» EXERCISE DESCRIPTION:
List, from the lines below, each one with "LineNotifier" in it.

(INPUT RECORDS begins)

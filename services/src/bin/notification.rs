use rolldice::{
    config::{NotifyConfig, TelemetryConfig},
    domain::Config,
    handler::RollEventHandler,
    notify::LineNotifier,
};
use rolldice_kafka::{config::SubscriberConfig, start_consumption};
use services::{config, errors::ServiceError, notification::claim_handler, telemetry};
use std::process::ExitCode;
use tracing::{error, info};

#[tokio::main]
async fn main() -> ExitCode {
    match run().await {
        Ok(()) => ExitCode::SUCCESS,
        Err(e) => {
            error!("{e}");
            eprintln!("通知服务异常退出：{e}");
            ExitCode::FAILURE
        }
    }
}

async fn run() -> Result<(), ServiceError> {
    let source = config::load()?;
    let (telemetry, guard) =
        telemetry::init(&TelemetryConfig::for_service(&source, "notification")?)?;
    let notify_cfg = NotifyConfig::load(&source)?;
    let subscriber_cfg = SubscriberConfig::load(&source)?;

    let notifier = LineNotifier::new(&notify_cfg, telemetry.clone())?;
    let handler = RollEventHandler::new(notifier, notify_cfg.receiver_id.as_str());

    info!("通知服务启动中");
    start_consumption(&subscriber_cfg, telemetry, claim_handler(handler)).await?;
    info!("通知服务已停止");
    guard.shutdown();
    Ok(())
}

(INPUT RECORDS ends)
(INPUT RECORDS begins)

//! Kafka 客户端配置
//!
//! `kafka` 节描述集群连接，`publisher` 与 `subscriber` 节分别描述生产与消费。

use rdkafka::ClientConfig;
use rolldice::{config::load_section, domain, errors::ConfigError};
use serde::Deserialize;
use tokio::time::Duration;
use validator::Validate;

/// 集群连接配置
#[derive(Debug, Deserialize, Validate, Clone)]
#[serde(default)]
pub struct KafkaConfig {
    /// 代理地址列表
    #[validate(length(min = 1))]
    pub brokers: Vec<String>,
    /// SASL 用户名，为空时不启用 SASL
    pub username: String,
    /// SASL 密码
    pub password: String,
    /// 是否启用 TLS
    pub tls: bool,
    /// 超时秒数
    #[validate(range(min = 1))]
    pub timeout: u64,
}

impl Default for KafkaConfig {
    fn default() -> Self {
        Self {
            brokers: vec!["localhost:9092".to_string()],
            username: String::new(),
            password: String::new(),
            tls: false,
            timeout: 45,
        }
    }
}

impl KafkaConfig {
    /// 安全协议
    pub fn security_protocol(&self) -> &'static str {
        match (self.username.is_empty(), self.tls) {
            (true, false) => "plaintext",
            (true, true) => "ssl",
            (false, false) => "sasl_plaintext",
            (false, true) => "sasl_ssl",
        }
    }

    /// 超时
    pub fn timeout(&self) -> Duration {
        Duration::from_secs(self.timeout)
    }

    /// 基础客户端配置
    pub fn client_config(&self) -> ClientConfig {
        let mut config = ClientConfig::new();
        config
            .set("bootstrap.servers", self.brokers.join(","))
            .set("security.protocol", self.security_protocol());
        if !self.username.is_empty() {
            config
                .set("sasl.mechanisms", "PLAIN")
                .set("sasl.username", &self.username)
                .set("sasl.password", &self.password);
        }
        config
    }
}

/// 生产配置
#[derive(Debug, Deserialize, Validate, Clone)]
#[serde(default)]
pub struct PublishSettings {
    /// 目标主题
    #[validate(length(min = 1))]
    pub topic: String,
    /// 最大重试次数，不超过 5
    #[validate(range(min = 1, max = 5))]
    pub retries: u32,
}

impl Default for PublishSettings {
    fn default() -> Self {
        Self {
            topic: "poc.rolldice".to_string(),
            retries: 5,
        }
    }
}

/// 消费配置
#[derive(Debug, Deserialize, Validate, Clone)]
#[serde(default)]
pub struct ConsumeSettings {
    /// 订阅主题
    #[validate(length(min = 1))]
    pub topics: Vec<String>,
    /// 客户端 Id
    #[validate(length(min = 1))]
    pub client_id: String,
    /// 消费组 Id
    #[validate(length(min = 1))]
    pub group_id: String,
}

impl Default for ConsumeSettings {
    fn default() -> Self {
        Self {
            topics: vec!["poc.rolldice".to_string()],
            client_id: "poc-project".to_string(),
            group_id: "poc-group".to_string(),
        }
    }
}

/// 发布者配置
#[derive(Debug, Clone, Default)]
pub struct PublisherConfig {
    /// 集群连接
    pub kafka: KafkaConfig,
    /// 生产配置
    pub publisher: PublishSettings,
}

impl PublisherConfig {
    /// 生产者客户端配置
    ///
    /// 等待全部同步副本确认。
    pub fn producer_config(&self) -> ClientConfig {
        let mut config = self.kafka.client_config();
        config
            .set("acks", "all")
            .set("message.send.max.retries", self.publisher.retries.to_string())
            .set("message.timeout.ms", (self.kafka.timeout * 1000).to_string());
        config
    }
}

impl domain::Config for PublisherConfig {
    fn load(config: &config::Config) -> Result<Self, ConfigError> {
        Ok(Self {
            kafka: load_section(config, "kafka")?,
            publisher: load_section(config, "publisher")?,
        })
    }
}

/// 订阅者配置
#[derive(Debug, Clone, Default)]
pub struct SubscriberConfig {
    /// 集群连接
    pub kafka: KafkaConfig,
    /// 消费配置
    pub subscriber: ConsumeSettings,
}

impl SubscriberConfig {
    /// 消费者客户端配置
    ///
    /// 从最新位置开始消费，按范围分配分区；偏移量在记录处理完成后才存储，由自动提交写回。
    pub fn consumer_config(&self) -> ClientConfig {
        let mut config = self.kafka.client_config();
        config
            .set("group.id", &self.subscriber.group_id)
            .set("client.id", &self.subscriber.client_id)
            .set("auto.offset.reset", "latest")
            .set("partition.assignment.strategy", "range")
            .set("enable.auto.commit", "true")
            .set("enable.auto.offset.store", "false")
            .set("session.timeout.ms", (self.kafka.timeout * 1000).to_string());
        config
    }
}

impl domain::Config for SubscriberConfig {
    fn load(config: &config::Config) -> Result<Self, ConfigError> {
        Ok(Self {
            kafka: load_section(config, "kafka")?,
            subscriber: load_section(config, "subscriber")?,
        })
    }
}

(INPUT RECORDS ends)
(INPUT RECORDS begins)

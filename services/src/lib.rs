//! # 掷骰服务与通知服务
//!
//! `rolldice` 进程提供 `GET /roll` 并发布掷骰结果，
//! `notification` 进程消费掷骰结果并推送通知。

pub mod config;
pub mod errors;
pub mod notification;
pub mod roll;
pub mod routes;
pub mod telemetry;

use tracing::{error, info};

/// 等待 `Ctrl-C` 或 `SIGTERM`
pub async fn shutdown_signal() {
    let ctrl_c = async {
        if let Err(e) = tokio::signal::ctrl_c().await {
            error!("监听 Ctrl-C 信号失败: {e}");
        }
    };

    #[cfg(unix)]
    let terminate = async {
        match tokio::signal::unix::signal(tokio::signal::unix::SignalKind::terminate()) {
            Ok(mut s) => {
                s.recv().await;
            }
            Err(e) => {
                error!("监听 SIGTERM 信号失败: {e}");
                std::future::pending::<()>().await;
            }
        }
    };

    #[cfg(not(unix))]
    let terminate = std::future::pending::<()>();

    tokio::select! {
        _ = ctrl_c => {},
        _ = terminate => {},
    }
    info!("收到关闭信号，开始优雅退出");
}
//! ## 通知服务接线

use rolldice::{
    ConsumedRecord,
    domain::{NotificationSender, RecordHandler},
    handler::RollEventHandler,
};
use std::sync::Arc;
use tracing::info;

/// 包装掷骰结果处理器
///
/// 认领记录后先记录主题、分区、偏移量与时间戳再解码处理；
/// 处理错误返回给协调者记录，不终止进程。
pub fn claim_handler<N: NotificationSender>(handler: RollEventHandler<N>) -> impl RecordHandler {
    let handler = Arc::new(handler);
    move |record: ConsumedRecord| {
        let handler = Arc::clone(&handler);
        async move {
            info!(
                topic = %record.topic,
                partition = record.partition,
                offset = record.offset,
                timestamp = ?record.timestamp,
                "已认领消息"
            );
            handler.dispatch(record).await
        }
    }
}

(INPUT RECORDS ends)

» THE COMPLETED TASK:
    notify::LineNotifier,
    let notifier = LineNotifier::new(&notify_cfg, telemetry.clone())?;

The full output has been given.